TO DO: As the lines appear below, please set them down exactly, starting at the first and finishing with the one containing "socket.listen(BACKLOG)?;".

SOURCE DATA: Begin

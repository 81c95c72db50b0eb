// Listener module
// Creates the TCP listener the accept loop runs on

use socket2::{Domain, Protocol, Socket, Type};
use tokio::net::TcpListener;

/// Pending-connection queue length
const BACKLOG: i32 = 128;

/// Create a non-blocking `TcpListener` with `SO_REUSEADDR` enabled.
///
/// `SO_REUSEADDR` lets the server restart immediately on a port that still has
/// connections in `TIME_WAIT`.
///
/// # Arguments
///
/// * `addr` - The socket address to bind to
pub fn create_listener(addr: std::net::SocketAddr) -> std::io::Result<TcpListener> {
    let domain = if addr.is_ipv4() {
        Domain::IPV4
    } else {
        Domain::IPV6
    };

    let socket = Socket::new(domain, Type::STREAM, Some(Protocol::TCP))?;
    socket.set_reuse_address(true)?;
    socket.set_nonblocking(true)?;
    socket.bind(&addr.into())?;
    socket.listen(BACKLOG)?;

    // socket2::Socket -> std::net::TcpListener -> tokio::net::TcpListener
    let std_listener: std::net::TcpListener = socket.into();
    TcpListener::from_std(std_listener)
}
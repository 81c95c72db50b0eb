// Server module entry point
// Listener setup, per-connection tasks, the accept loop and shutdown signals

pub mod connection;
pub mod listener;
pub mod signal;

// `loop` is a keyword, so the module is named server_loop
#[path = "loop.rs"]
pub mod server_loop;

// Re-export commonly used items
pub use listener::create_listener;
pub use server_loop::start_server_loop;
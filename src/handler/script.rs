//! Script execution
//!
//! Runs a script as a child process and answers with whatever it writes to stdout.
//! The child gets no arguments and an empty stdin. It is killed if the wait is
//! abandoned (timeout, or the request task going away) and is always reaped.

use super::error::ServeError;
use super::outcome::Outcome;
use crate::logger;
use std::path::Path;
use std::process::Stdio;
use std::time::Duration;
use tokio::process::Command;

/// Longest stderr excerpt copied into the error log
const STDERR_LOG_LIMIT: usize = 2048;

#[derive(Debug, Clone)]
pub struct ScriptRunner {
    interpreter: Option<String>,
    /// Upper bound on a single run; `None` waits indefinitely
    timeout: Option<Duration>,
}

impl ScriptRunner {
    pub fn new(interpreter: Option<&str>, timeout: Duration) -> Self {
        Self {
            interpreter: interpreter.map(ToString::to_string),
            timeout: (!timeout.is_zero()).then_some(timeout),
        }
    }

    fn command(&self, script: &Path) -> Command {
        let mut command = match &self.interpreter {
            Some(program) => {
                let mut command = Command::new(program);
                command.arg(script);
                command
            }
            None => Command::new(script),
        };
        command
            .stdin(Stdio::null())
            .stdout(Stdio::piped())
            .stderr(Stdio::piped())
            .kill_on_drop(true);
        command
    }

    /// Run `script`, reporting failures against `url_path`
    pub async fn run(&self, script: &Path, url_path: &str) -> Outcome {
        let child = match self.command(script).spawn() {
            Ok(child) => child,
            Err(source) => {
                return ServeError::ScriptSpawn {
                    path: url_path.to_string(),
                    source,
                }
                .into();
            }
        };

        let output = match self.timeout {
            Some(limit) => match tokio::time::timeout(limit, child.wait_with_output()).await {
                Ok(result) => result,
                Err(_) => {
                    return ServeError::ScriptTimeout {
                        path: url_path.to_string(),
                        timeout: limit,
                    }
                    .into();
                }
            },
            None => child.wait_with_output().await,
        };

        let output = match output {
            Ok(output) => output,
            Err(source) => {
                return ServeError::ScriptIo {
                    path: url_path.to_string(),
                    source,
                }
                .into();
            }
        };

        if !output.status.success() {
            log_stderr(url_path, &output.stderr);
            return ServeError::ScriptExit {
                path: url_path.to_string(),
                status: output.status,
            }
            .into();
        }

        logger::log_script_finished(url_path, output.stdout.len());
        Outcome::html(output.stdout)
    }
}

fn log_stderr(url_path: &str, stderr: &[u8]) {
    if stderr.is_empty() {
        return;
    }
    let excerpt = String::from_utf8_lossy(&stderr[..stderr.len().min(STDERR_LOG_LIMIT)]);
    logger::log_warning(&format!("[Script] {url_path} stderr: {}", excerpt.trim_end()));
}

#[cfg(all(test, unix))]
mod tests {
    use super::*;
    use tempfile::TempDir;

    fn write_script(dir: &TempDir, name: &str, body: &str) -> std::path::PathBuf {
        let path = dir.path().join(name);
        std::fs::write(&path, body).unwrap();
        path
    }

    fn sh_runner(timeout: Duration) -> ScriptRunner {
        ScriptRunner::new(Some("sh"), timeout)
    }

    #[tokio::test]
    async fn test_captures_stdout() {
        let dir = TempDir::new().unwrap();
        let script = write_script(&dir, "hello.sh", "printf '<p>hi</p>'\n");

        match sh_runner(Duration::from_secs(10)).run(&script, "/hello.sh").await {
            Outcome::Success {
                status,
                content_type,
                body,
            } => {
                assert_eq!(status, 200);
                assert_eq!(content_type, "text/html");
                assert_eq!(&body[..], b"<p>hi</p>");
            }
            Outcome::Failure(err) => panic!("unexpected failure: {err}"),
        }
    }

    #[tokio::test]
    async fn test_stdin_is_empty() {
        let dir = TempDir::new().unwrap();
        let script = write_script(&dir, "stdin.sh", "cat; printf done\n");

        match sh_runner(Duration::from_secs(10)).run(&script, "/stdin.sh").await {
            Outcome::Success { body, .. } => assert_eq!(&body[..], b"done"),
            Outcome::Failure(err) => panic!("unexpected failure: {err}"),
        }
    }

    #[tokio::test]
    async fn test_nonzero_exit_discards_output() {
        let dir = TempDir::new().unwrap();
        let script = write_script(&dir, "fail.sh", "printf partial; echo oops >&2; exit 3\n");

        let outcome = sh_runner(Duration::from_secs(10)).run(&script, "/fail.sh").await;
        assert!(matches!(outcome, Outcome::Failure(ServeError::ScriptExit { .. })));
        let reason = outcome.reason().unwrap();
        assert!(reason.contains("/fail.sh"));
        assert!(!reason.contains("partial"));
    }

    #[tokio::test]
    async fn test_missing_interpreter() {
        let dir = TempDir::new().unwrap();
        let script = write_script(&dir, "a.sh", "true\n");
        let runner = ScriptRunner::new(Some("casefile-no-such-interpreter"), Duration::from_secs(10));

        let outcome = runner.run(&script, "/a.sh").await;
        assert!(matches!(outcome, Outcome::Failure(ServeError::ScriptSpawn { .. })));
    }

    #[tokio::test]
    async fn test_timeout_kills_script() {
        let dir = TempDir::new().unwrap();
        let script = write_script(&dir, "slow.sh", "exec sleep 10\n");

        let started = std::time::Instant::now();
        let outcome = sh_runner(Duration::from_millis(200)).run(&script, "/slow.sh").await;
        assert!(matches!(outcome, Outcome::Failure(ServeError::ScriptTimeout { .. })));
        assert!(started.elapsed() < Duration::from_secs(5));
    }

    #[tokio::test]
    async fn test_runs_file_directly_without_interpreter() {
        use std::os::unix::fs::PermissionsExt;

        let dir = TempDir::new().unwrap();
        let script = write_script(&dir, "direct.sh", "#!/bin/sh\nprintf direct\n");
        std::fs::set_permissions(&script, std::fs::Permissions::from_mode(0o755)).unwrap();

        let runner = ScriptRunner::new(None, Duration::from_secs(10));
        match runner.run(&script, "/direct.sh").await {
            Outcome::Success { body, .. } => assert_eq!(&body[..], b"direct"),
            Outcome::Failure(err) => panic!("unexpected failure: {err}"),
        }
    }
}
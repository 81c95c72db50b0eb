//! Logger module
//!
//! Provides logging utilities for the server including:
//! - Server lifecycle logging
//! - Access logging with multiple formats
//! - Failure, warning and error logging
//! - File-based logging support

mod format;
pub mod writer;

pub use format::AccessLogEntry;

use crate::config::Config;
use crate::handler::ServeError;
use std::net::SocketAddr;
use std::sync::atomic::{AtomicU8, Ordering};

const LEVEL_ERROR: u8 = 0;
const LEVEL_WARN: u8 = 1;
const LEVEL_INFO: u8 = 2;

/// Most verbose level written by the helpers below
static MAX_LEVEL: AtomicU8 = AtomicU8::new(LEVEL_INFO);

fn parse_level(level: &str) -> u8 {
    match level.to_ascii_lowercase().as_str() {
        "error" => LEVEL_ERROR,
        "warn" | "warning" => LEVEL_WARN,
        _ => LEVEL_INFO,
    }
}

fn enabled(level: u8) -> bool {
    MAX_LEVEL.load(Ordering::Relaxed) >= level
}

/// Initialize the logger with configuration
///
/// Should be called once at application startup.
pub fn init(config: &Config) -> std::io::Result<()> {
    MAX_LEVEL.store(parse_level(&config.logging.level), Ordering::Relaxed);
    writer::init(
        config.logging.access_log_file.as_deref(),
        config.logging.error_log_file.as_deref(),
    )
}

/// Write to info/access log
fn write_info(message: &str) {
    if writer::is_initialized() {
        writer::get().write_info(message);
    } else {
        println!("{message}");
    }
}

/// Write to error log
fn write_error(message: &str) {
    if writer::is_initialized() {
        writer::get().write_error(message);
    } else {
        eprintln!("{message}");
    }
}

/// Write to access log specifically
fn write_access(message: &str) {
    if writer::is_initialized() {
        writer::get().write_access(message);
    } else {
        println!("{message}");
    }
}

pub fn log_server_start(addr: &SocketAddr, config: &Config) {
    write_info("======================================");
    write_info("casefile started");
    write_info(&format!("Listening on: http://{addr}"));
    write_info(&format!("Serving: {}", config.site.root.display()));
    match config.script.interpreter() {
        Some(program) => write_info(&format!(
            "Scripts: *{} via {program} (timeout {}s)",
            config.script.extension, config.script.timeout_secs
        )),
        None => write_info(&format!(
            "Scripts: *{} run directly (timeout {}s)",
            config.script.extension, config.script.timeout_secs
        )),
    }
    write_info(&format!("Log level: {}", config.logging.level));
    if let Some(workers) = config.server.workers {
        write_info(&format!("Worker threads: {workers}"));
    }
    if let Some(ref path) = config.logging.access_log_file {
        write_info(&format!("Access log: {path}"));
    }
    if let Some(ref path) = config.logging.error_log_file {
        write_info(&format!("Error log: {path}"));
    }
    write_info("======================================\n");
}

pub fn log_shutdown() {
    write_info("[Shutdown] Stopped accepting connections");
}

pub fn log_connection_accepted(peer_addr: &SocketAddr) {
    write_info(&format!("[Connection] Accepted from: {peer_addr}"));
}

pub fn log_connection_error(err: &impl std::fmt::Debug) {
    write_error(&format!("[ERROR] Failed to serve connection: {err:?}"));
}

pub fn log_error(message: &str) {
    write_error(&format!("[ERROR] {message}"));
}

pub fn log_warning(message: &str) {
    if enabled(LEVEL_WARN) {
        write_error(&format!("[WARN] {message}"));
    }
}

/// Log a request that ended on the error page
pub fn log_outcome_failure(url_path: &str, err: &ServeError) {
    write_error(&format!("[FAIL] {url_path} ({}): {err}", err.kind()));
}

pub fn log_script_finished(url_path: &str, output_bytes: usize) {
    if enabled(LEVEL_INFO) {
        write_info(&format!("[Script] {url_path} produced {output_bytes} bytes"));
    }
}

/// Log formatted access log entry
pub fn log_access(entry: &AccessLogEntry, format: &str) {
    write_access(&entry.format(format));
}
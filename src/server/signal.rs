// Signal handling module
//
// SIGINT (Ctrl+C) and, on Unix, SIGTERM stop the accept loop.

/// Resolves once a shutdown signal arrives
#[cfg(unix)]
pub async fn shutdown_signal() {
    use tokio::signal::unix::{signal, SignalKind};

    let mut sigterm = match signal(SignalKind::terminate()) {
        Ok(s) => s,
        Err(e) => {
            crate::logger::log_warning(&format!("Failed to register SIGTERM handler: {e}"));
            let _ = tokio::signal::ctrl_c().await;
            return;
        }
    };

    tokio::select! {
        _ = tokio::signal::ctrl_c() => {}
        _ = sigterm.recv() => {}
    }
}

/// Non-Unix fallback - only handles Ctrl+C
#[cfg(not(unix))]
pub async fn shutdown_signal() {
    let _ = tokio::signal::ctrl_c().await;
}
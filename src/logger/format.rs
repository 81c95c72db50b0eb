//! Access log format module
//!
//! Supports:
//! - `common` (Common Log Format - CLF)
//! - `json` (one JSON object per line)
//! - Custom patterns with `$variable` substitution

use chrono::Local;

/// Access log entry for one served request
#[derive(Debug, Clone)]
pub struct AccessLogEntry {
    /// Client address
    pub remote_addr: String,
    /// Request timestamp
    pub time: chrono::DateTime<Local>,
    pub method: String,
    /// Request URI path, as sent
    pub path: String,
    /// Query string (without leading ?)
    pub query: Option<String>,
    /// HTTP version (1.0, 1.1, 2)
    pub http_version: String,
    pub status: u16,
    /// Response body size in bytes
    pub body_bytes: usize,
    /// Case that served the request; `None` when the method was rejected
    pub case: Option<&'static str>,
    /// Request processing time in microseconds
    pub request_time_us: u64,
}

impl AccessLogEntry {
    /// Create a new access log entry with current timestamp
    pub fn new(remote_addr: String, method: String, path: String) -> Self {
        Self {
            remote_addr,
            time: Local::now(),
            method,
            path,
            query: None,
            http_version: "1.1".to_string(),
            status: 200,
            body_bytes: 0,
            case: None,
            request_time_us: 0,
        }
    }

    /// Format the log entry according to the specified format
    pub fn format(&self, format: &str) -> String {
        match format {
            "common" => self.format_common(),
            "json" => self.format_json(),
            custom => self.format_custom(custom),
        }
    }

    fn request_uri(&self) -> String {
        match &self.query {
            Some(q) => format!("{}?{q}", self.path),
            None => self.path.clone(),
        }
    }

    /// `$remote_addr - - [$time_local] "$request" $status $body_bytes_sent`
    fn format_common(&self) -> String {
        format!(
            "{} - - [{}] \"{} {} HTTP/{}\" {} {}",
            self.remote_addr,
            self.time.format("%d/%b/%Y:%H:%M:%S %z"),
            self.method,
            self.request_uri(),
            self.http_version,
            self.status,
            self.body_bytes,
        )
    }

    fn format_json(&self) -> String {
        let query_json = self
            .query
            .as_ref()
            .map_or_else(|| "null".to_string(), |q| format!("\"{}\"", escape_json(q)));
        let case_json = self
            .case
            .map_or_else(|| "null".to_string(), |c| format!("\"{c}\""));

        format!(
            r#"{{"remote_addr":"{}","time":"{}","method":"{}","path":"{}","query":{},"http_version":"{}","status":{},"body_bytes":{},"case":{},"request_time_us":{}}}"#,
            escape_json(&self.remote_addr),
            self.time.to_rfc3339(),
            escape_json(&self.method),
            escape_json(&self.path),
            query_json,
            escape_json(&self.http_version),
            self.status,
            self.body_bytes,
            case_json,
            self.request_time_us,
        )
    }

    /// Custom format with variable substitution
    ///
    /// Supported variables:
    /// - `$remote_addr`
    /// - `$time_local` - Local time in Common Log Format
    /// - `$time_iso8601`
    /// - `$request` - Full request line ("METHOD /path HTTP/version")
    /// - `$request_method`
    /// - `$request_uri` - Path with query string
    /// - `$request_time` - Processing time in seconds (3 decimal places)
    /// - `$status`
    /// - `$body_bytes_sent`
    /// - `$case` - Name of the case that served the request, or `-`
    fn format_custom(&self, pattern: &str) -> String {
        let request_uri = self.request_uri();
        let request_line = format!("{} {} HTTP/{}", self.method, request_uri, self.http_version);
        #[allow(clippy::cast_precision_loss)]
        let request_time = self.request_time_us as f64 / 1_000_000.0;

        // Longer names first: $request_* before $request
        pattern
            .replace("$remote_addr", &self.remote_addr)
            .replace(
                "$time_local",
                &self.time.format("%d/%b/%Y:%H:%M:%S %z").to_string(),
            )
            .replace("$time_iso8601", &self.time.to_rfc3339())
            .replace("$request_time", &format!("{request_time:.3}"))
            .replace("$request_method", &self.method)
            .replace("$request_uri", &request_uri)
            .replace("$request", &request_line)
            .replace("$status", &self.status.to_string())
            .replace("$body_bytes_sent", &self.body_bytes.to_string())
            .replace("$case", self.case.unwrap_or("-"))
    }
}

/// Escape special characters for JSON string
fn escape_json(s: &str) -> String {
    s.replace('\\', "\\\\")
        .replace('"', "\\\"")
        .replace('\n', "\\n")
        .replace('\r', "\\r")
        .replace('\t', "\\t")
}
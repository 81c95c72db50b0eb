//! Request failure types
//!
//! Every condition a case can hit while serving a path. The `Display` text is the
//! human-readable reason shown on the error page.

use std::io;
use std::process::ExitStatus;
use std::time::Duration;
use thiserror::Error;

#[derive(Debug, Error)]
pub enum ServeError {
    #[error("'{path}' not found")]
    NotFound { path: String },

    #[error("'{path}' cannot be read: {source}")]
    Read {
        path: String,
        #[source]
        source: io::Error,
    },

    #[error("'{path}' cannot be listed: {source}")]
    List {
        path: String,
        #[source]
        source: io::Error,
    },

    #[error("'{path}' cannot be run: {source}")]
    ScriptSpawn {
        path: String,
        #[source]
        source: io::Error,
    },

    #[error("'{path}' failed while running: {source}")]
    ScriptIo {
        path: String,
        #[source]
        source: io::Error,
    },

    #[error("'{path}' exited unsuccessfully ({status})")]
    ScriptExit { path: String, status: ExitStatus },

    #[error("'{path}' did not finish within {}s", .timeout.as_secs_f32())]
    ScriptTimeout { path: String, timeout: Duration },

    #[error("'{path}' is outside the served directory")]
    OutsideRoot { path: String },

    #[error("Unknown object: '{path}'")]
    UnknownObject { path: String },

    #[error("Internal error while serving '{path}': {message}")]
    Internal { path: String, message: String },
}

impl ServeError {
    /// Short machine-friendly name used in logs
    pub const fn kind(&self) -> &'static str {
        match self {
            Self::NotFound { .. } => "not_found",
            Self::Read { .. } => "read",
            Self::List { .. } => "list",
            Self::ScriptSpawn { .. } | Self::ScriptIo { .. } => "script",
            Self::ScriptExit { .. } => "script_exit",
            Self::ScriptTimeout { .. } => "script_timeout",
            Self::OutsideRoot { .. } => "outside_root",
            Self::UnknownObject { .. } => "unknown_object",
            Self::Internal { .. } => "internal",
        }
    }
}

#[cfg(test)]
mod tests {
    use super::*;

    #[test]
    fn test_messages_name_the_path() {
        let err = ServeError::NotFound {
            path: "/missing.txt".to_string(),
        };
        assert_eq!(err.to_string(), "'/missing.txt' not found");
        assert_eq!(err.kind(), "not_found");

        let err = ServeError::Read {
            path: "/srv/a.txt".to_string(),
            source: io::Error::new(io::ErrorKind::PermissionDenied, "Permission denied"),
        };
        assert_eq!(err.to_string(), "'/srv/a.txt' cannot be read: Permission denied");

        let err = ServeError::UnknownObject {
            path: "/dev/null".to_string(),
        };
        assert_eq!(err.to_string(), "Unknown object: '/dev/null'");
    }

    #[test]
    fn test_timeout_message() {
        let err = ServeError::ScriptTimeout {
            path: "/slow.py".to_string(),
            timeout: Duration::from_millis(1500),
        };
        assert_eq!(err.to_string(), "'/slow.py' did not finish within 1.5s");
    }
}
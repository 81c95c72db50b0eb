// Application state module
// Holds the loaded configuration and the shared case chain

use std::sync::Arc;

use super::types::Config;
use crate::handler::CaseChain;

/// Application state, built once at startup and shared by every connection
pub struct AppState {
    pub config: Config,
    pub chain: Arc<CaseChain>,
    access_log: bool,
}

impl AppState {
    pub fn new(config: &Config) -> Self {
        let chain = CaseChain::from_config(config);

        Self {
            config: config.clone(),
            chain: Arc::new(chain),
            access_log: config.logging.access_log,
        }
    }

    pub const fn access_log_enabled(&self) -> bool {
        self.access_log
    }
}

#[cfg(test)]
mod tests {
    use super::*;

    #[test]
    fn test_access_log_flag_follows_config() {
        let mut config = Config::load_from("casefile-test-missing-config").unwrap();
        assert!(AppState::new(&config).access_log_enabled());

        config.logging.access_log = false;
        assert!(!AppState::new(&config).access_log_enabled());
    }
}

SOURCE DATA: End

SOLUTION FOR THIS TASK:
repository 81c95c72db50b0eb
// Listener module
// Creates the TCP listener the accept loop runs on

use socket2::{Domain, Protocol, Socket, Type};
use tokio::net::TcpListener;

/// Pending-connection queue length
const BACKLOG: i32 = 128;

/// Create a non-blocking `TcpListener` with `SO_REUSEADDR` enabled.
///
/// `SO_REUSEADDR` lets the server restart immediately on a port that still has
/// connections in `TIME_WAIT`.
///
/// # Arguments
///
/// * `addr` - The socket address to bind to
pub fn create_listener(addr: std::net::SocketAddr) -> std::io::Result<TcpListener> {
    let domain = if addr.is_ipv4() {
        Domain::IPV4
    } else {
        Domain::IPV6
    };

    let socket = Socket::new(domain, Type::STREAM, Some(Protocol::TCP))?;
    socket.set_reuse_address(true)?;
    socket.set_nonblocking(true)?;
    socket.bind(&addr.into())?;
    socket.listen(BACKLOG)?;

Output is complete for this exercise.